We all have those moments of dumbness, as Hogshead calls them. They're the times of trying on new identities and navigating new worlds. Herminia Ibarra's book Working Identity distills the process people go through when they shed one identity and take on another in the process of career reinvention. She observes:

Most people experience the transition to a new working life as a time of confusion, loss, insecurity and uncertainty. And this uncertain period lasts much longer than anyone imagines at the outset. An Ivy League Rolodex doesn't help; even ample financial reserves and great family support do not make the emotions any easier to bear. Much more than transferring to a similar job in a new company or industry or moving laterally into a different work function within a field we already know well, a true change of direction is always terrifying.

Despite those feelings of "confusion, loss, insecurity and uncertainty," the only way people discover new identities is by facing down those feelings and moving past them. Marco Canora, a chef/restaurateur, talked to me about this when I met with him at his New York City restaurant Hearth in the summer of 2005. Canora was at a crucial point in his career, figuring out what to do next in a time when being a player on the restaurant scene seems to require the amassing of slashes.

Canora became known in foodie circles after he helped launch the successful restaurant chainlet Craft. But a good track record doesn't seem to be enough for someone to be considered one of the greats. Today, successful chefs are marketing empires, breaking out of the kitchen to build their brands by teaching cooking classes, writing cookbooks, and launching food-related product lines. Canora spoke candidly about the challenges of building a career in the age of celebrity chefdom.

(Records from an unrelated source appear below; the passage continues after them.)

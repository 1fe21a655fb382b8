//! Non-empty reference lists linking hints and problems to physical elements

use serde::{Deserialize, Serialize};

use crate::domain::error::DomainError;
use crate::domain::value_objects::ElementId;

/// An ordered list of physical-element identifiers that is never empty.
///
/// Owners store `Option<ElementRefs>`: the absent case is the `None` side of
/// the option, so an empty-but-present list is unrepresentable. All mutation
/// goes through [`ElementRefs::insert_into`] and [`ElementRefs::remove_from`],
/// which maintain the collapse-to-absent rule in one place.
///
/// The list is ordered and may contain the same identifier more than once;
/// removal drops the first occurrence.
#[derive(Debug, Clone, PartialEq, Eq, Serialize, Deserialize)]
#[serde(try_from = "Vec<ElementId>", into = "Vec<ElementId>")]
pub struct ElementRefs(Vec<ElementId>);

impl ElementRefs {
    /// Add `id` to the slot, allocating the list on first insertion.
    pub fn insert_into(slot: &mut Option<ElementRefs>, id: ElementId) {
        match slot {
            Some(refs) => refs.0.push(id),
            None => *slot = Some(ElementRefs(vec![id])),
        }
    }

    /// Remove `id` from the slot, collapsing to `None` when the last
    /// reference goes away.
    ///
    /// # Errors
    ///
    /// Returns `DomainError::NotFound` if the slot is absent or does not
    /// contain `id`.
    pub fn remove_from(slot: &mut Option<ElementRefs>, id: ElementId) -> Result<(), DomainError> {
        let refs = slot
            .as_mut()
            .ok_or_else(|| DomainError::not_found("PhysicalElement", id))?;
        let index = refs
            .0
            .iter()
            .position(|e| *e == id)
            .ok_or_else(|| DomainError::not_found("PhysicalElement", id))?;
        refs.0.remove(index);
        if refs.0.is_empty() {
            *slot = None;
        }
        Ok(())
    }

    pub fn ids(&self) -> &[ElementId] {
        &self.0
    }

    pub fn contains(&self, id: ElementId) -> bool {
        self.0.contains(&id)
    }
}

impl TryFrom<Vec<ElementId>> for ElementRefs {
    type Error = DomainError;

    fn try_from(ids: Vec<ElementId>) -> Result<Self, Self::Error> {
        if ids.is_empty() {
            return Err(DomainError::integrity(
                "a reference list cannot be present and empty",
            ));
        }
        Ok(Self(ids))
    }
}

impl From<ElementRefs> for Vec<ElementId> {
    fn from(refs: ElementRefs) -> Self {
        refs.0
    }
}
//! Countdown entity - Timers bounding a task or the whole game

use chrono::Duration;
use serde::{Deserialize, Serialize};

use crate::domain::common::{require_non_blank, require_non_negative};
use crate::domain::error::DomainError;
use crate::domain::value_objects::duration_seconds;

/// A timer under which a task, or the escape game itself, must be completed.
///
/// Countdowns are standalone records with no relationships to other entities.
///
/// # Invariants
///
/// - `name` is never empty or whitespace-only
/// - `duration` is never negative
#[derive(Debug, Clone, Serialize, Deserialize)]
pub struct Countdown {
    name: String,
    #[serde(with = "duration_seconds")]
    duration: Duration,
    #[serde(default, skip_serializing_if = "Option::is_none")]
    description: Option<String>,
}

impl Countdown {
    /// Create a new countdown.
    ///
    /// # Errors
    ///
    /// Returns `DomainError::InvalidArgument` if the name is blank or the
    /// duration is negative.
    pub fn new(name: impl Into<String>, duration: Duration) -> Result<Self, DomainError> {
        let name = name.into();
        require_non_blank(&name, "countdown")?;
        require_non_negative(duration, "countdown duration")?;
        Ok(Self {
            name,
            duration,
            description: None,
        })
    }

    /// Set the description during construction.
    pub fn with_description(mut self, description: impl Into<String>) -> Self {
        self.description = Some(description.into());
        self
    }

    pub fn name(&self) -> &str {
        &self.name
    }

    pub fn set_name(&mut self, name: impl Into<String>) -> Result<(), DomainError> {
        let name = name.into();
        require_non_blank(&name, "countdown")?;
        self.name = name;
        Ok(())
    }

    pub fn duration(&self) -> Duration {
        self.duration
    }

    pub fn set_duration(&mut self, duration: Duration) -> Result<(), DomainError> {
        require_non_negative(duration, "countdown duration")?;
        self.duration = duration;
        Ok(())
    }

    pub fn description(&self) -> Option<&str> {
        self.description.as_deref()
    }

    pub fn set_description(&mut self, description: impl Into<String>) {
        self.description = Some(description.into());
    }

    pub fn clear_description(&mut self) {
        self.description = None;
    }

    /// Re-check the representation invariants.
    pub fn validate(&self) -> Result<(), DomainError> {
        require_non_blank(&self.name, "countdown")?;
        require_non_negative(self.duration, "countdown duration")
    }
}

To the outsider looking in, Canora was sitting in a coveted spot: he and his restaurant were attracting media attention at a steady pace; he had recently been invited to give master cooking classes in Melbourne, Australia; and he was being courted by agents for books and other media projects. In short, he was on the celebrity-chef fast track. Yet when we spoke, he was filled with apprehension. Restaurants thrive and die. There is pressure to open the next place, to expand the empire, to break into television and radio. "What if I make the wrong move?" he wondered aloud, in a moment of unguarded musing.

So many people avoid growing their careers for fear of being in just this place-giving up the known, the secure path, the steady income, the thing you know you're good at. The beauty of taking on a slash is that you can make a foray into new territory and still embrace the established career that gives you confidence, income, or whatever else it is that makes you want to continue doing it.


An entrepreneurial streak is at the heart of most slash stories. Even if you work for someone else in some areas of your working life, building a slash career means you are taking charge of the mix of things you do.

Sometimes taking yourself off the fast track in your primary career opens the door to building a second one. As an added benefit, you might avoid the burnout and narrowness of focus that often plague the highest achievers in a given field.

Contacts and knowledge from one career can give you a leg up as you build another.

Leading a slash life often requires shedding a slash to make room for something new; be prepared for a life of constant tinkering.

Get comfortable with the idea that you can't plan everything.

Synergies between various vocations are a common part of slash life; when they emerge, recognize the opportunities they afford.

Embrace being a beginner. We are all insecure and filled with doubt when taking on new challenges. The only way to overcome those feelings is to acknowledge that they're part of the process and move past them.